The getting sick part was not all that much of a surprise to me. It happens about once a year. I hit a brick wall and crash. Last year it was the flu at Christmas. This year a virus in the fall. Either way, my ass gets kicked and I am forced to get quiet. What made this go around such a struggle was the mental war zone I created in my head. I just didn't have an adequate enough diagnosis. When I went to the doctor I was told it was a virus that had to “run it's course”. Are you kidding me? Give me strep, an ear infection, even the flu label was better than something that just had to "run it's course". If I was going to do this, I needed to be officially sick. Then I would have the permission I was looking for to take care of myself.
Yet here I was. Diagnosis free, but class was clearly in session. It was time to stop staring out the window and pay attention to the lesson being taught. I had to give myself permission. Dragging my feet, I did the work. I made myself tea, put the essential oil diffuser on, got my new comfy sweats, softest socks and warmest quilt and I entered in to what is known as rest. With all the difficult things I need to do in my job and all the hard moments of being a single mom to three kids, taking the time to nurture myself may just be the most challenging.

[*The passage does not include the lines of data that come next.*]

//! In-process implementation of ProductRepository.
//!
//! Mirrors the MongoDB accessor's semantics (filtering, newest-first ordering,
//! pagination, stats buckets) so routers can be exercised end to end without
//! a database.

use async_trait::async_trait;
use std::collections::{BTreeMap, HashMap};
use std::sync::{Arc, RwLock};

use crate::error::{ProductError, ProductResult};
use crate::models::{
    CategoryStats, CreateProduct, Pagination, Product, ProductFilter, UpdateProduct,
};
use crate::repository::ProductRepository;

#[derive(Clone, Default)]
pub struct InMemoryProductRepository {
    storage: Arc<RwLock<HashMap<String, Product>>>,
}

fn poisoned(op: &str) -> ProductError {
    ProductError::Internal(format!("product store lock poisoned during {op}"))
}

impl InMemoryProductRepository {
    pub fn new() -> Self {
        Self::default()
    }

    /// Matching products, newest first
    fn matching(&self, filter: &ProductFilter) -> ProductResult<Vec<Product>> {
        let storage = self.storage.read().map_err(|_| poisoned("read"))?;

        let mut products: Vec<Product> = storage
            .values()
            .filter(|p| filter.matches(p))
            .cloned()
            .collect();
        products.sort_by(|a, b| {
            b.created_at
                .cmp(&a.created_at)
                .then_with(|| b.id.cmp(&a.id))
        });
        Ok(products)
    }
}

#[async_trait]
impl ProductRepository for InMemoryProductRepository {
    async fn create(&self, input: CreateProduct) -> ProductResult<Product> {
        let product = Product::new(input);
        let mut storage = self.storage.write().map_err(|_| poisoned("write"))?;
        storage.insert(product.id.clone(), product.clone());
        Ok(product)
    }

    async fn get_by_id(&self, id: &str) -> ProductResult<Option<Product>> {
        let storage = self.storage.read().map_err(|_| poisoned("read"))?;
        Ok(storage.get(id).cloned())
    }

    async fn list(
        &self,
        filter: ProductFilter,
        pagination: Pagination,
    ) -> ProductResult<Vec<Product>> {
        Ok(self
            .matching(&filter)?
            .into_iter()
            .skip(pagination.skip() as usize)
            .take(pagination.limit as usize)
            .collect())
    }

    async fn count(&self, filter: ProductFilter) -> ProductResult<u64> {
        Ok(self.matching(&filter)?.len() as u64)
    }

    async fn update(&self, id: &str, input: UpdateProduct) -> ProductResult<Option<Product>> {
        let mut storage = self.storage.write().map_err(|_| poisoned("write"))?;
        Ok(storage.get_mut(id).map(|product| {
            product.apply_update(input);
            product.clone()
        }))
    }

    async fn delete(&self, id: &str) -> ProductResult<bool> {
        let mut storage = self.storage.write().map_err(|_| poisoned("write"))?;
        Ok(storage.remove(id).is_some())
    }

    async fn stats(&self) -> ProductResult<Vec<CategoryStats>> {
        let storage = self.storage.read().map_err(|_| poisoned("read"))?;

        // Keyed by name: alphabetical, so ties in count sort by name
        let mut buckets: BTreeMap<&'static str, CategoryStats> = BTreeMap::new();
        for product in storage.values() {
            let bucket = buckets
                .entry(product.category.as_str())
                .or_insert_with(|| CategoryStats {
                    category: Some(product.category),
                    count: 0,
                    avg_price: 0.0,
                    in_stock_count: 0,
                });
            bucket.count += 1;
            // running sum, divided below
            bucket.avg_price += product.price;
            bucket.in_stock_count += u64::from(product.in_stock);
        }

        let mut stats: Vec<CategoryStats> = buckets
            .into_values()
            .map(|mut bucket| {
                bucket.avg_price /= bucket.count as f64;
                bucket
            })
            .collect();
        stats.sort_by(|a, b| b.count.cmp(&a.count));
        Ok(stats)
    }
}
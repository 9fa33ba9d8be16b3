//! Request payload schemas.
//!
//! Payloads deserialize leniently (every field is raw JSON, unknown fields
//! ignored) and are then type-checked and validated in one pass so that every
//! violation is reported together. Successful validation yields the
//! normalized [`CreateProduct`] / [`UpdateProduct`] the service works with.
//!
//! Like Joi's default `convert` mode, numeric strings are accepted for
//! `price` and `"true"`/`"false"` for `inStock`.

use axum_helpers::{ValidatePayload, errors::validation_messages};
use serde::{Deserialize, Deserializer};
use serde_json::Value;
use std::str::FromStr;
use utoipa::ToSchema;
use validator::Validate;

use crate::models::{CreateProduct, ProductCategory, UpdateProduct};

const CATEGORY_MESSAGE: &str = "\"category\" must be one of [electronics, kitchen, fashion, other]";

/// Body of `POST /api/products`
#[derive(Debug, Default, Deserialize, ToSchema)]
#[serde(rename_all = "camelCase")]
pub struct CreateProductPayload {
    #[schema(value_type = String, example = "Espresso Machine", min_length = 3, max_length = 100)]
    pub name: Option<Value>,

    #[schema(value_type = String)]
    pub description: Option<Value>,

    #[schema(value_type = f64, example = 249.99)]
    pub price: Option<Value>,

    /// One of electronics, kitchen, fashion, other
    #[schema(value_type = ProductCategory, example = "kitchen")]
    pub category: Option<Value>,

    /// Defaults to `true`
    #[schema(value_type = Option<bool>)]
    pub in_stock: Option<Value>,
}

/// Body of `PUT /api/products/{id}`. Every field is optional.
#[derive(Debug, Default, Deserialize, ToSchema)]
#[serde(rename_all = "camelCase")]
pub struct UpdateProductPayload {
    #[schema(value_type = Option<String>, min_length = 3, max_length = 100)]
    pub name: Option<Value>,

    /// `null` or `""` clears the description
    #[serde(default, deserialize_with = "deserialize_some")]
    #[schema(value_type = Option<String>)]
    pub description: Option<Value>,

    #[schema(value_type = Option<f64>)]
    pub price: Option<Value>,

    #[schema(value_type = Option<ProductCategory>)]
    pub category: Option<Value>,

    #[schema(value_type = Option<bool>)]
    pub in_stock: Option<Value>,
}

/// Keeps an explicit `null` as `Some(Value::Null)` instead of collapsing it
/// into an absent field.
fn deserialize_some<'de, D>(deserializer: D) -> Result<Option<Value>, D::Error>
where
    D: Deserializer<'de>,
{
    Value::deserialize(deserializer).map(Some)
}

/// Typed fields carrying the value rules, checked once the types are known.
#[derive(Debug, Default, Validate)]
struct ProductFields {
    #[validate(length(
        min = 3,
        max = 100,
        message = "\"name\" length must be between 3 and 100 characters"
    ))]
    name: Option<String>,

    #[validate(length(min = 1, message = "\"description\" is not allowed to be empty"))]
    description: Option<String>,

    #[validate(range(exclusive_min = 0.0, message = "\"price\" must be a positive number"))]
    price: Option<f64>,
}

fn check_rules(fields: &ProductFields) -> Vec<String> {
    fields
        .validate()
        .err()
        .map(|e| validation_messages(&e))
        .unwrap_or_default()
}

fn string_field(field: &str, value: Option<Value>, errors: &mut Vec<String>) -> Option<String> {
    match value? {
        Value::String(s) => Some(s),
        _ => {
            errors.push(format!("\"{field}\" must be a string"));
            None
        }
    }
}

fn number_field(field: &str, value: Option<Value>, errors: &mut Vec<String>) -> Option<f64> {
    let number = match value? {
        Value::Number(n) => n.as_f64(),
        Value::String(s) => s.trim().parse::<f64>().ok().filter(|n| n.is_finite()),
        _ => None,
    };
    if number.is_none() {
        errors.push(format!("\"{field}\" must be a number"));
    }
    number
}

fn bool_field(field: &str, value: Option<Value>, errors: &mut Vec<String>) -> Option<bool> {
    let flag = match value? {
        Value::Bool(b) => Some(b),
        Value::String(s) if s == "true" => Some(true),
        Value::String(s) if s == "false" => Some(false),
        _ => None,
    };
    if flag.is_none() {
        errors.push(format!("\"{field}\" must be a boolean"));
    }
    flag
}

fn category_field(value: Option<Value>, errors: &mut Vec<String>) -> Option<ProductCategory> {
    let parsed = match value? {
        Value::String(s) => ProductCategory::from_str(&s).ok(),
        _ => None,
    };
    if parsed.is_none() {
        errors.push(CATEGORY_MESSAGE.to_string());
    }
    parsed
}

impl ValidatePayload for CreateProductPayload {
    type Validated = CreateProduct;

    fn validate_payload(self) -> Result<CreateProduct, Vec<String>> {
        let mut errors = Vec::new();

        let required = [
            ("name", &self.name),
            ("description", &self.description),
            ("price", &self.price),
            ("category", &self.category),
        ];
        for (field, value) in required {
            if value.is_none() {
                errors.push(format!("\"{field}\" is required"));
            }
        }

        let fields = ProductFields {
            name: string_field("name", self.name, &mut errors),
            description: string_field("description", self.description, &mut errors),
            price: number_field("price", self.price, &mut errors),
        };
        let category = category_field(self.category, &mut errors);
        let in_stock = bool_field("inStock", self.in_stock, &mut errors);
        errors.extend(check_rules(&fields));

        match (fields.name, fields.description, fields.price, category) {
            (Some(name), Some(description), Some(price), Some(category)) if errors.is_empty() => {
                Ok(CreateProduct {
                    name,
                    description,
                    price,
                    category,
                    in_stock: in_stock.unwrap_or(true),
                })
            }
            _ => Err(errors),
        }
    }
}

impl ValidatePayload for UpdateProductPayload {
    type Validated = UpdateProduct;

    fn validate_payload(self) -> Result<UpdateProduct, Vec<String>> {
        let mut errors = Vec::new();

        let description = match self.description {
            None => None,
            Some(Value::Null) => Some(None),
            raw => Some(string_field("description", raw, &mut errors)),
        };
        let fields = ProductFields {
            name: string_field("name", self.name, &mut errors),
            description: None,
            price: number_field("price", self.price, &mut errors),
        };
        let category = category_field(self.category, &mut errors);
        let in_stock = bool_field("inStock", self.in_stock, &mut errors);
        errors.extend(check_rules(&fields));

        if !errors.is_empty() {
            return Err(errors);
        }

        Ok(UpdateProduct {
            name: fields.name,
            description,
            price: fields.price,
            category,
            in_stock,
        })
    }
}
//! Application state management

use axum_helpers::JwtAuth;
use mongodb::{Client, Database};

/// Shared application context, built once in `main` and handed to routers
#[derive(Clone)]
pub struct AppState {
    pub config: crate::config::Config,
    pub mongo_client: Client,
    pub db: Database,
    pub auth: JwtAuth,
}
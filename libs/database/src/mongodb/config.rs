#[cfg(feature = "config")]
use core_config::{ConfigError, FromEnv, env_first_of, env_parse_or};

/// Database used when none is configured
pub const DEFAULT_DATABASE: &str = "products";

/// MongoDB connection settings
///
/// # Example
///
/// ```ignore
/// use database::mongodb::MongoConfig;
///
/// let config = MongoConfig::with_database("mongodb://localhost:27017", "products")
///     .with_app_name("products-api");
///
/// // From environment variables (requires `config` feature)
/// let config = MongoConfig::from_env()?;
/// ```
#[derive(Clone)]
pub struct MongoConfig {
    /// Connection string: mongodb://[username:password@]host[:port][/database][?options]
    pub url: String,

    /// Database name to use
    pub database: String,

    /// Optional application name for server logs
    pub app_name: Option<String>,

    /// Maximum number of connections in the pool
    pub max_pool_size: u32,

    /// Minimum number of connections in the pool
    pub min_pool_size: u32,

    /// Connection timeout in seconds
    pub connect_timeout_secs: u64,

    /// Server selection timeout in seconds
    pub server_selection_timeout_secs: u64,
}

impl std::fmt::Debug for MongoConfig {
    fn fmt(&self, f: &mut std::fmt::Formatter<'_>) -> std::fmt::Result {
        f.debug_struct("MongoConfig")
            .field("url", &self.redacted_url())
            .field("database", &self.database)
            .field("app_name", &self.app_name)
            .field("max_pool_size", &self.max_pool_size)
            .field("min_pool_size", &self.min_pool_size)
            .field("connect_timeout_secs", &self.connect_timeout_secs)
            .field("server_selection_timeout_secs", &self.server_selection_timeout_secs)
            .finish()
    }
}

impl MongoConfig {
    /// Config for `url` using [`DEFAULT_DATABASE`]
    pub fn new(url: impl Into<String>) -> Self {
        Self::with_database(url, DEFAULT_DATABASE)
    }

    pub fn with_database(url: impl Into<String>, database: impl Into<String>) -> Self {
        Self {
            url: url.into(),
            database: database.into(),
            ..Self::default()
        }
    }

    /// Set the application name for server logs
    pub fn with_app_name(mut self, app_name: impl Into<String>) -> Self {
        self.app_name = Some(app_name.into());
        self
    }

    pub fn url(&self) -> &str {
        &self.url
    }

    pub fn database(&self) -> &str {
        &self.database
    }

    /// The URL with any `user:password@` credentials masked, for logging
    pub fn redacted_url(&self) -> String {
        match (self.url.find("://"), self.url.rfind('@')) {
            (Some(scheme_end), Some(at)) if at > scheme_end => {
                format!("{}://***@{}", &self.url[..scheme_end], &self.url[at + 1..])
            }
            _ => self.url.clone(),
        }
    }
}

impl Default for MongoConfig {
    fn default() -> Self {
        Self {
            url: "mongodb://localhost:27017".to_string(),
            database: DEFAULT_DATABASE.to_string(),
            app_name: None,
            max_pool_size: 100,
            min_pool_size: 5,
            connect_timeout_secs: 10,
            server_selection_timeout_secs: 30,
        }
    }
}

/// Load MongoConfig from environment variables
///
/// - `MONGODB_URL`, `MONGO_URI` or `MONGO_URL` (required) - connection string
/// - `MONGODB_DATABASE` or `MONGO_DATABASE` (default: `products`)
/// - `MONGODB_APP_NAME` (optional)
/// - `MONGODB_MAX_POOL_SIZE` (default: 100)
/// - `MONGODB_MIN_POOL_SIZE` (default: 5)
/// - `MONGODB_CONNECT_TIMEOUT_SECS` (default: 10)
/// - `MONGODB_SERVER_SELECTION_TIMEOUT_SECS` (default: 30)
#[cfg(feature = "config")]
impl FromEnv for MongoConfig {
    fn from_env() -> Result<Self, ConfigError> {
        let url = env_first_of(&["MONGODB_URL", "MONGO_URI", "MONGO_URL"])?;
        let database = env_first_of(&["MONGODB_DATABASE", "MONGO_DATABASE"])
            .unwrap_or_else(|_| DEFAULT_DATABASE.to_string());
        let defaults = Self::default();

        Ok(Self {
            url,
            database,
            app_name: std::env::var("MONGODB_APP_NAME").ok(),
            max_pool_size: env_parse_or("MONGODB_MAX_POOL_SIZE", defaults.max_pool_size)?,
            min_pool_size: env_parse_or("MONGODB_MIN_POOL_SIZE", defaults.min_pool_size)?,
            connect_timeout_secs: env_parse_or(
                "MONGODB_CONNECT_TIMEOUT_SECS",
                defaults.connect_timeout_secs,
            )?,
            server_selection_timeout_secs: env_parse_or(
                "MONGODB_SERVER_SELECTION_TIMEOUT_SECS",
                defaults.server_selection_timeout_secs,
            )?,
        })
    }
}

I ended up being home for a full week. A full week of giving myself permission. It was not easy. I cried a lot. I needed to. The past year hasn’t been an easy one. It’s been beautiful in so many unexpected and hard earned ways. It has also been exhausting. Now, here I was. A snotty mess of a tissues, menthol cough drops, sappy Netflix movies, teary journal writing, and quiet. Lots of quiet.
It was uncomfortable and it was profound. Here is what I learned….
- I am not responsible for keeping the world running. I can take a break sometimes. In fact, it is required.
- The only permission I need to take care of myself is my own. Amen.
- Sometimes that self-care looks pretty like a yoga class with my lulus on or fancy night out with a friend. Other times it looks like the less attractive old Christmas pjs, a good ugly cry, or doing absolutely nothing while sitting on my couch.
- I am coming out of this rest bubble feeling more grounded and ready for the bigness of life again. I have streams to swim, mountains to climb, and dragons to slay. I need the shedding of layers and grounding in my gut, that only rest can give me.
Three Trees Sway wants to be here for all of your rest journey. The pretty and not so pretty self-care. We want to encourage you to nurture yourself through the misty eyed moments of inspiration while you are with your people and the snot flying cry sessions when you are alone. Or vice versa. Either way, we are here to remind you.....You don't need our permission, but you do need yours. Rest ladies. Soak up the sweet stuff that comes from it. Recharge and refuel. You are doing important work in the world. We need you on solid ground.